■ **About this task**:
Please set down exactly the lines of the listing below from the line containing "pub fn check(&mut" through the line containing "if kind == FileKind::Svelte", both lines included, leaving out all other lines.

■ **Record excerpts**:
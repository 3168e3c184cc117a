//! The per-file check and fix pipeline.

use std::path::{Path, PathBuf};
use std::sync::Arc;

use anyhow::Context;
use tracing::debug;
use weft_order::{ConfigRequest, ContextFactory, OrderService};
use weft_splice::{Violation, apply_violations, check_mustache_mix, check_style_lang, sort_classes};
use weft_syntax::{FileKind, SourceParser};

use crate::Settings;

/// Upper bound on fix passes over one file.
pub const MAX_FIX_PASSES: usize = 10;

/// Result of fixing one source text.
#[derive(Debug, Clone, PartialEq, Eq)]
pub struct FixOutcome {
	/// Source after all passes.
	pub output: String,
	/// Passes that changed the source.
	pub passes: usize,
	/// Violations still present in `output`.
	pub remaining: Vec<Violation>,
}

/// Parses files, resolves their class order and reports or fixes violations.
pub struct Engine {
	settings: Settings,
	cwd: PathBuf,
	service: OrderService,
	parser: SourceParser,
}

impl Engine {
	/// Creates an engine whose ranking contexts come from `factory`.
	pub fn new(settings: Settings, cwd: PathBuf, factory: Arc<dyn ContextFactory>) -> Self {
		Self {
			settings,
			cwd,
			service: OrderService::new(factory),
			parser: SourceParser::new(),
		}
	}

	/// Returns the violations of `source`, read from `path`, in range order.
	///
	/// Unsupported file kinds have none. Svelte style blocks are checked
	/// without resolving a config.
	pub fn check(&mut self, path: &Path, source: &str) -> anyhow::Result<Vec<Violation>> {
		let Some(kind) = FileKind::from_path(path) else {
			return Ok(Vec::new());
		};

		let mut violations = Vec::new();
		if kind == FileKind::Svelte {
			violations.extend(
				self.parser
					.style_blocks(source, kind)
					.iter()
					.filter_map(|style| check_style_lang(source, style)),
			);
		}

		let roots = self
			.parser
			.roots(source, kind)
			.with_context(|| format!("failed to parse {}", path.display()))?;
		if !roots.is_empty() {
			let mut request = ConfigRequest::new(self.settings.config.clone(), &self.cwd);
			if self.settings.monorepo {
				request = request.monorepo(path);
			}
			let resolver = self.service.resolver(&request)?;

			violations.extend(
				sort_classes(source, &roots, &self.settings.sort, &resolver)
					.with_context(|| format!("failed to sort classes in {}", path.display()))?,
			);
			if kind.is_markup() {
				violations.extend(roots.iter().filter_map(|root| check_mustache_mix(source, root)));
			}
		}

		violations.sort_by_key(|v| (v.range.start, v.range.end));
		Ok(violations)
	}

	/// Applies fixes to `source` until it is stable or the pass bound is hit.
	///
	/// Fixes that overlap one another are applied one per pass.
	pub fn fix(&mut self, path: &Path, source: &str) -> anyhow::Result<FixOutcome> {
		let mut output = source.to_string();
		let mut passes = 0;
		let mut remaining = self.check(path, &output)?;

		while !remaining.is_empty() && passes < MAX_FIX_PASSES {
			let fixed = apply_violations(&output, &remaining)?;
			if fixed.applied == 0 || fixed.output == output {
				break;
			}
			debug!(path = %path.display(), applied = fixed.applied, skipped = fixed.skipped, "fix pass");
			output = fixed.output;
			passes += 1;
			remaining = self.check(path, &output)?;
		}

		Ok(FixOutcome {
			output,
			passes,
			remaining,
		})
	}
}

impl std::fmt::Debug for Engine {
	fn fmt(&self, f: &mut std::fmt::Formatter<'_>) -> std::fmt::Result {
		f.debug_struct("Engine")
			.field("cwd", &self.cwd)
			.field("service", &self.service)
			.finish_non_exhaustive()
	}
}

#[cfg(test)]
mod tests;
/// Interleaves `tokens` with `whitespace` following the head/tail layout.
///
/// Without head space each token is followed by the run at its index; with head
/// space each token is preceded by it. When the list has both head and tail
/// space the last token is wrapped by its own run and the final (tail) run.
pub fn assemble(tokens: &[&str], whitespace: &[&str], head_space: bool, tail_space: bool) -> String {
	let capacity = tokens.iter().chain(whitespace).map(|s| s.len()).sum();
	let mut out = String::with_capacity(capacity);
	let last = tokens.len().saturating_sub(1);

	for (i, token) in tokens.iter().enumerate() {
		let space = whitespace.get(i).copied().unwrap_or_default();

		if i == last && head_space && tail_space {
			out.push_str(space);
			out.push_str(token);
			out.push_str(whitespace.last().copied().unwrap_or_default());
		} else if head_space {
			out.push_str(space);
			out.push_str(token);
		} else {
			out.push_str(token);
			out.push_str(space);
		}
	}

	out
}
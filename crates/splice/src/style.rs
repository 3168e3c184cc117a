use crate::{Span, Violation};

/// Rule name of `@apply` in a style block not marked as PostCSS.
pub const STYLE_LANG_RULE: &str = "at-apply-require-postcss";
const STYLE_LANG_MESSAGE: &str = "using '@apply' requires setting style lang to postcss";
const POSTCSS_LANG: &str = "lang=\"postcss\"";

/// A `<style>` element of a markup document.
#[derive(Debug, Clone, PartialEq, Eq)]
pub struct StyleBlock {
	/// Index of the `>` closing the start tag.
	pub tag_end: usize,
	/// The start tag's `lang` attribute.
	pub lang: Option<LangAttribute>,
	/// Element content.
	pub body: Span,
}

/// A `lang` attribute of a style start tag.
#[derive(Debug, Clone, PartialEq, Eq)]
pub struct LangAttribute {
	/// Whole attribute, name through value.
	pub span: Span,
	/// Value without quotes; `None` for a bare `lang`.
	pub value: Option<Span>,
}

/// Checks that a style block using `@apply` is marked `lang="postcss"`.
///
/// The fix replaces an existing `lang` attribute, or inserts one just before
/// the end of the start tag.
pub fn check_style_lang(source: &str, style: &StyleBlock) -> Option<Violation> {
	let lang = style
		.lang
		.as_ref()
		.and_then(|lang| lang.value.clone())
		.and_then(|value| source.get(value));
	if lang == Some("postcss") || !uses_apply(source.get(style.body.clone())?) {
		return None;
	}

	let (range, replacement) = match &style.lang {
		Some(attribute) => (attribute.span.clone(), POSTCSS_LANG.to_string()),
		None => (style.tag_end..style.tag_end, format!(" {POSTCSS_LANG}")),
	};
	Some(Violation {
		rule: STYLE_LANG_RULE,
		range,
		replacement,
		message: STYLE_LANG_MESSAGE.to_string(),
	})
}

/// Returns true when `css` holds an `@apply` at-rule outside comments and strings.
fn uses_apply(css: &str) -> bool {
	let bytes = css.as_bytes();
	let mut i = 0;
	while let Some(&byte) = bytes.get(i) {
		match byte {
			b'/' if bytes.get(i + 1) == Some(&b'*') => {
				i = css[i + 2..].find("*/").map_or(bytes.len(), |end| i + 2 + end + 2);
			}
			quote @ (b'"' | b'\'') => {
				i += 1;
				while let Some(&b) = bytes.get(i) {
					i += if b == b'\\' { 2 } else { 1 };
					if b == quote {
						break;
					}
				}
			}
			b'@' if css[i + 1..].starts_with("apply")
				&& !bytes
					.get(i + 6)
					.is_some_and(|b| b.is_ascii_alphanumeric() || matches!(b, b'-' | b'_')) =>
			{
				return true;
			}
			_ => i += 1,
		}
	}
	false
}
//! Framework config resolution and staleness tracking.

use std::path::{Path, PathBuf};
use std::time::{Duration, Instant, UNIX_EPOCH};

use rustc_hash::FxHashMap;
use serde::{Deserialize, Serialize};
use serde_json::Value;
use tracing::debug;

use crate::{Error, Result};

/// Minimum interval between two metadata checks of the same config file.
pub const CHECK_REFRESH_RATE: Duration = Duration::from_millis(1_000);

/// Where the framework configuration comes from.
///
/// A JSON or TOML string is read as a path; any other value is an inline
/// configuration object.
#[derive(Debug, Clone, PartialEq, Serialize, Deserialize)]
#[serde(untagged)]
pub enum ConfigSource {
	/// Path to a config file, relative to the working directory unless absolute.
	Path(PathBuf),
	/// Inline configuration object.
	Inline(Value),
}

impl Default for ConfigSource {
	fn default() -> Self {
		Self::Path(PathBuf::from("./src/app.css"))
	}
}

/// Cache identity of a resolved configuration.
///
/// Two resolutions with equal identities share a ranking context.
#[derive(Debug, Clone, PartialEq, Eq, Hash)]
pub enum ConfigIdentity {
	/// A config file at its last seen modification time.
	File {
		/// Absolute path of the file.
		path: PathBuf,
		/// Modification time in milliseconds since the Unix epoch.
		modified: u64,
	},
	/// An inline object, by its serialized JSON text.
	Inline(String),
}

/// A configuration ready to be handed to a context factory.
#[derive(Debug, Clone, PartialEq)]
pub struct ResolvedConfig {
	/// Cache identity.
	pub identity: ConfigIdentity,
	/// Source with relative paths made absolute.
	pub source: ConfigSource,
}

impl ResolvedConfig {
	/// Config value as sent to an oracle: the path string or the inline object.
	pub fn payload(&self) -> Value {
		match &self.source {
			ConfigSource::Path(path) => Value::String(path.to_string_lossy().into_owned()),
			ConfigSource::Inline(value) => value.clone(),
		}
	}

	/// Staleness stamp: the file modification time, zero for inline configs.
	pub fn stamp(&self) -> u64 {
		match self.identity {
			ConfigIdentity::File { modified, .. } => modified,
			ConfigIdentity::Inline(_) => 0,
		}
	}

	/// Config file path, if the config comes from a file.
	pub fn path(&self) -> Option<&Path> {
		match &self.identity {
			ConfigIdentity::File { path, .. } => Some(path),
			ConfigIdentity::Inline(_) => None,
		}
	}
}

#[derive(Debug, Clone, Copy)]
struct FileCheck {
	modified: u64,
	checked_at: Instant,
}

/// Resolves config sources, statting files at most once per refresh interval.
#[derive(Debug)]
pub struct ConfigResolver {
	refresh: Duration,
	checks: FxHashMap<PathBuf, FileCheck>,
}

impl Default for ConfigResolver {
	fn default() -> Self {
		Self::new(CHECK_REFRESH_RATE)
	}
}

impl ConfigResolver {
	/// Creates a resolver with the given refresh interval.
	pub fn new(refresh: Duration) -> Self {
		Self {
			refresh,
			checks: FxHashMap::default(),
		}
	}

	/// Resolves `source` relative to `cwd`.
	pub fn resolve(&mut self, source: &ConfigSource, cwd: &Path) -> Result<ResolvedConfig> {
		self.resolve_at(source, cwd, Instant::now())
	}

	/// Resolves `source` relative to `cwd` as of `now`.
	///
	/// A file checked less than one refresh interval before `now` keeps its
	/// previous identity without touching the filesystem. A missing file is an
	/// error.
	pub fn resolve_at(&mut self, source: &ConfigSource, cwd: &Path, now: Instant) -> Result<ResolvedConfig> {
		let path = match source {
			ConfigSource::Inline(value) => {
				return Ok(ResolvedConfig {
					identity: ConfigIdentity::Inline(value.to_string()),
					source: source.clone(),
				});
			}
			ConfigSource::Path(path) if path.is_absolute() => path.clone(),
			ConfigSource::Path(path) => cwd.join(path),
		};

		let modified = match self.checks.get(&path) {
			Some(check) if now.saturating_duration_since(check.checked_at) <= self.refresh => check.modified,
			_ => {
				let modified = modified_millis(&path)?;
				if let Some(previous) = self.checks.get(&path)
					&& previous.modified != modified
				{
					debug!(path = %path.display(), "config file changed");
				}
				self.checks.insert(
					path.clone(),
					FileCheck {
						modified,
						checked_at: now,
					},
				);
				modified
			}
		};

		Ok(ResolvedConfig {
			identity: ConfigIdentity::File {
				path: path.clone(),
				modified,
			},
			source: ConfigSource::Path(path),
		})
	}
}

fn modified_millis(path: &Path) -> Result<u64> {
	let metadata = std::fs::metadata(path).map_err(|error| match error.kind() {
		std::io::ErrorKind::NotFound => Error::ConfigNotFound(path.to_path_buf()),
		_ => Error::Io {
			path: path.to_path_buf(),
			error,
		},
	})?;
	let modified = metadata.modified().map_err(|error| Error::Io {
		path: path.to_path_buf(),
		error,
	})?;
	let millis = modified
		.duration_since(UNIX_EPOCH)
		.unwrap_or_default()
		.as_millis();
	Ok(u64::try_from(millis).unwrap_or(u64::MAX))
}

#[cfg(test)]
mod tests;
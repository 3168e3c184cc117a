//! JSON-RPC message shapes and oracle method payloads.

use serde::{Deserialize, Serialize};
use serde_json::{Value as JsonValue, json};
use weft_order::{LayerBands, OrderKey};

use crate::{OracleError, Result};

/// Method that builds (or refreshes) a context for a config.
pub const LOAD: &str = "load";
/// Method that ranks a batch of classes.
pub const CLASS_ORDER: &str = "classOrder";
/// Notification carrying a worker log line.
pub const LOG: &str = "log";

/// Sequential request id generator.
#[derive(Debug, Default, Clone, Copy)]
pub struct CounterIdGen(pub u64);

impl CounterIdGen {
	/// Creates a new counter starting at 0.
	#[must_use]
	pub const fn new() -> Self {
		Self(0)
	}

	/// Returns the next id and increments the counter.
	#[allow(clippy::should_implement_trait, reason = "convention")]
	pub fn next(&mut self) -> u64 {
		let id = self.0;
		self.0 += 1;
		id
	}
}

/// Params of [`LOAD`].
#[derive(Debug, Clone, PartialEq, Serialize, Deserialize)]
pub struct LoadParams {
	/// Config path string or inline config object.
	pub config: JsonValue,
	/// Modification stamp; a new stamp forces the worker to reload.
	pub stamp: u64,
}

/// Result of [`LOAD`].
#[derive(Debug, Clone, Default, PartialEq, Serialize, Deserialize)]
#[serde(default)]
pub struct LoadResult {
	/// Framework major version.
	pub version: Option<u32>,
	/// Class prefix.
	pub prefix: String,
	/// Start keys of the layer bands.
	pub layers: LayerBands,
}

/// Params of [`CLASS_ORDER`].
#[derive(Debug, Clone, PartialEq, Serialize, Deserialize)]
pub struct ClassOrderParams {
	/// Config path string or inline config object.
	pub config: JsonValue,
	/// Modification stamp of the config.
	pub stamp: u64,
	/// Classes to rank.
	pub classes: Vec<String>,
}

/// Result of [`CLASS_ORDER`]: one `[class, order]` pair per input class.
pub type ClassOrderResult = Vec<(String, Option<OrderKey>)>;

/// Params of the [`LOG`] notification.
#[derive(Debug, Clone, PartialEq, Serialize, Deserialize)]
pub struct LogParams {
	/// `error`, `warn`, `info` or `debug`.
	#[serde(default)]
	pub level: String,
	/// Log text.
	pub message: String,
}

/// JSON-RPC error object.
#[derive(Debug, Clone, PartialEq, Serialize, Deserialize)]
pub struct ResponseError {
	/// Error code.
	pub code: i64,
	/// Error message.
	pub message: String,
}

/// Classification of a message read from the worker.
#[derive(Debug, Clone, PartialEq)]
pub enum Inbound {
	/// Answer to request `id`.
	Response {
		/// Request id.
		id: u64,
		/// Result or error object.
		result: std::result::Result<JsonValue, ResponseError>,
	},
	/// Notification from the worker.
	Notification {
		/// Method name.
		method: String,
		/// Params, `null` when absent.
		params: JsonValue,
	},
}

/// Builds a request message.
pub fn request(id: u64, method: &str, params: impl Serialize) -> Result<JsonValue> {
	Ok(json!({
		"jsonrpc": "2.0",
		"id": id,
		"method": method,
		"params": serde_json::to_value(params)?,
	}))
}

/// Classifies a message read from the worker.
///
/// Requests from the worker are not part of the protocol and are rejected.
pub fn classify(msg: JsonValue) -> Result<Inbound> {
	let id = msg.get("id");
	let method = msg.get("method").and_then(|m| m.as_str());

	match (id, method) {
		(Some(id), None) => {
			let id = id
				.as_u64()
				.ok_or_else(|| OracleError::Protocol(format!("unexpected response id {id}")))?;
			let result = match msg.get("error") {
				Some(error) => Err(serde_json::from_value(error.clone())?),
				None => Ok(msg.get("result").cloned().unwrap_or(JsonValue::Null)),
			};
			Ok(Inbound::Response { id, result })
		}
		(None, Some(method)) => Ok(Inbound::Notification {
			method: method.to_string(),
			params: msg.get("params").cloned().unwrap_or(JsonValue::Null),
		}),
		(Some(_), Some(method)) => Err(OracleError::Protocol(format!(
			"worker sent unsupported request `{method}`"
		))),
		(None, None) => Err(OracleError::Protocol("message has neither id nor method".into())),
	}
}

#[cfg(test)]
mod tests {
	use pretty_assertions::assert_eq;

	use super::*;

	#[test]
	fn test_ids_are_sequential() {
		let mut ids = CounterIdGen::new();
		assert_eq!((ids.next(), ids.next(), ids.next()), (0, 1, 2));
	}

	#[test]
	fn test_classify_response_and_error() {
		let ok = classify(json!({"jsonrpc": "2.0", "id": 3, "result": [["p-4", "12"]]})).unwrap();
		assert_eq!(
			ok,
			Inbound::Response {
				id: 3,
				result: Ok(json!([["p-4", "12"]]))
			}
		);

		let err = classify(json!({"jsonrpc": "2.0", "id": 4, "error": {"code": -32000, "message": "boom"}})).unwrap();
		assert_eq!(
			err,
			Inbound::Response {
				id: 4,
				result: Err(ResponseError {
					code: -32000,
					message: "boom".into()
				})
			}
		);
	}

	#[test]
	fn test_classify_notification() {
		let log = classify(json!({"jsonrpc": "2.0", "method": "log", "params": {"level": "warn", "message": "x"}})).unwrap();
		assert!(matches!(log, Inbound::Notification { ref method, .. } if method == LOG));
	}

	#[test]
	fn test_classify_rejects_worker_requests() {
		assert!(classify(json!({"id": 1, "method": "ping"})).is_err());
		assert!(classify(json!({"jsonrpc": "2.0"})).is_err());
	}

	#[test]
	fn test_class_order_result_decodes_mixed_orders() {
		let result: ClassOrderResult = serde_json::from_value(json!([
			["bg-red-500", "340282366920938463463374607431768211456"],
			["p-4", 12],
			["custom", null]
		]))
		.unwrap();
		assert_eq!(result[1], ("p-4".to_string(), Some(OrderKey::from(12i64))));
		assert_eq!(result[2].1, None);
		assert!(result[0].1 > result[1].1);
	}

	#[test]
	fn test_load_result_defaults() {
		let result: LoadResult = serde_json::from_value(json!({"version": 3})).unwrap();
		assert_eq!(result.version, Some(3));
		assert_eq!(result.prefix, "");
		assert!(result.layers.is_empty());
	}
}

■ **Exercise result**:
	pub fn check(&mut self, path: &Path, source: &str) -> anyhow::Result<Vec<Violation>> {
		let Some(kind) = FileKind::from_path(path) else {
			return Ok(Vec::new());
		};

		let mut violations = Vec::new();
		if kind == FileKind::Svelte {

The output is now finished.